Un amigo mío despertaba la furia de sus superiores al declarar, vestido de uniforme, que era partidario del servicio militar obligatorio, pues plasmaba el logro de la Milicia Nacional, “esa conquista”, decía el muy cabrón, “de la Revolución Francesa.”
Pronto descubrí que aquello era una concentración de sádicos. Ni en un congreso patrocinado por el marqués se hubiera reunido semejante caterva de adoradores del sufrimiento ajeno.
Mención especial, y tristísima, merecen los cabos y primeros reenganchados, proletariado de uniforme que tan solo sabían ejercer la brutalidad gratuita y andar todo el día con los cojones en la boca.
Hoy me consuela saber que la Princesa de Asturias, inmersa en tan aguerrida faceta de su formación, no tendrá que soportar a individuos semejantes.
Los más pudientes de entre los renegados cogían el TALGO a París y se buscaban un cursillo que les autorizara a obtener el visado de estudiante (por aquel entonces, bastaba para el documento salvador constar en las listas de cualquier centro cultural, ya fuera como alumno de cocina o de parapsicología), paso previo a la consideración de exiliado. Los franceses daban por buena la negativa a servir en un ejército fascista y represor.
Aunque no se negaban a vendernos sus aviones Mirage preñados de bombas.
Al menos, me libré de la Marcha Verde y de los últimos fusilamientos que firmó la bestia de El Pardo.
Todos estos recuerdos me han venido a la parabólica del sombrero al leer que Alemania solo ha aceptado, hasta el momento, a noventa de los tres mil quinientos jóvenes rusos que han salido a escape de su país (dando la razón a Ambrose Bierce, que definió al cobarde como “un valiente que piensa con las piernas”) para evitar que Putin los convoque a una fiesta salvaje en Ucrania, con efectos de luces, estruendo y vísceras.

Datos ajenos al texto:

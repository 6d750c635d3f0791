//! Shared UI components

pub mod icons;
pub mod lab_header;
pub mod lab_navigation;
pub mod lab_page;
pub mod labs_index;
pub mod labs_layout;
pub mod labs_shell;

pub use icons::{ArrowLeftIcon, ChevronRightIcon, FileTextIcon, MenuIcon, XIcon};
pub use lab_header::LabHeaderView;
pub use lab_navigation::{LabNavigation, LabNavigationView, NavPlacement};
pub use lab_page::{LabNotFoundView, LabPageView};
pub use labs_index::{LabCardView, LabsIndexView};
pub use labs_layout::LabsLayoutView;
pub use labs_shell::LabsShell;
//! Labs layout view component
//!
//! Provides the page structure with slots for the header, the desktop
//! sidebar, the mobile navigation and the main content.

use dioxus::prelude::*;

/// Labs layout view (pure, props-based)
#[component]
pub fn LabsLayoutView(
    /// Main content (typically the router outlet)
    children: Element,
    /// Sticky header at the top
    header: Element,
    /// Navigation shown at the `lg` breakpoint and above
    sidebar: Element,
    /// Navigation shown below the `lg` breakpoint
    mobile_nav: Element,
) -> Element {
    rsx! {
        div { class: "min-h-screen bg-white",
            {header}

            div { class: "flex",
                div { class: "w-full lg:max-w-7xl lg:mx-auto lg:px-8 lg:py-6 lg:flex lg:gap-6",
                    // Desktop sidebar, scrolls independently of the page
                    div {
                        class: "hidden lg:block lg:flex-shrink-0",
                        "data-testid": "lab-sidebar",
                        div { class: "sticky top-24 max-h-[calc(100vh-7rem)] overflow-y-auto",
                            {sidebar}
                        }
                    }

                    main { class: "flex-1 lg:max-w-4xl px-3 sm:px-4 lg:px-0 py-4 lg:py-0",
                        div { class: "pb-16 lg:pb-20", {children} }
                    }
                }
            }

            div { class: "lg:hidden", "data-testid": "lab-mobile-nav", {mobile_nav} }
        }
    }
}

Dicen las autoridades germanas que ellos se limitan a aceptar aquellas peticiones que cumplen con los requisitos, aunque no se especifica (e ignoro si el silencio viene de la agencia de prensa o de las susodichas autoridades) cuáles son los requisitos que tiene que satisfacer alguien que no quiere disparar contra quien nada le ha hecho.
“No es de hombres de bien ser verdugos de otros no yéndoles nada en ello”, dijo quien batalló contra molinos de viento y odres de vino.
En serio ¿alguien se atreve a contradecirle?
Puede ser, casi seguro, que la noticia me sorprenda porque no me acostumbro a esta situación en que un enemigo declarado (quiero decir, tratado como enemigo en todas las declaraciones solemnes) es, al mismo tiempo, el proveedor necesario de la energía que el país necesita para no volver a la Edad Media.
La sequía casi ha conseguido arruinar la apuesta germana por el carbón, pues impide que naveguen por el Rhin o el Danubio las barcazas que llevan el mineral a las centrales. A principios de verano, la indiscreta televisión nos mostró el espeluznante aviso que siglos antes grabara alguien en el sillar de un puente y que el bajo caudal devolvió a la luz:
“Si lees esto, reza.”
Así que, me temo, los nobles teutones han debido de considerar que su compromiso con la integridad territorial ucraniana y la defensa de la libertad europea bien puede prescindir de convertirse en santuario para quienes se niegan a ser carne de dron (ya se nos olvida la artesanía del tiro de fusil) en un páramo del que poco saben y ante unos enemigos que nunca les agredieron.
O, simplemente, la legalidad internacional es como es y aquí hay un cocinero que no tiene ni idea de cómo funciona.
Aunque ese sea el caso, me cuesta pensar que se pueda abandonar a su suerte a quienes, tanto da si por miedo o por convicción, se niegan a participar en carnicerías que otros han orquestado. No creo que se contribuya a la paz sirviendo en bandeja retoños frescos para el combate.
Solo puedo desearles lo mejor a los prófugos rechazados por la burocracia: que en un futuro, alguien les interrumpa mientras desgranan sus recuerdos en el vagón del tren que atraviesa la estepa:
-¿Y por qué me cuenta usted su mili?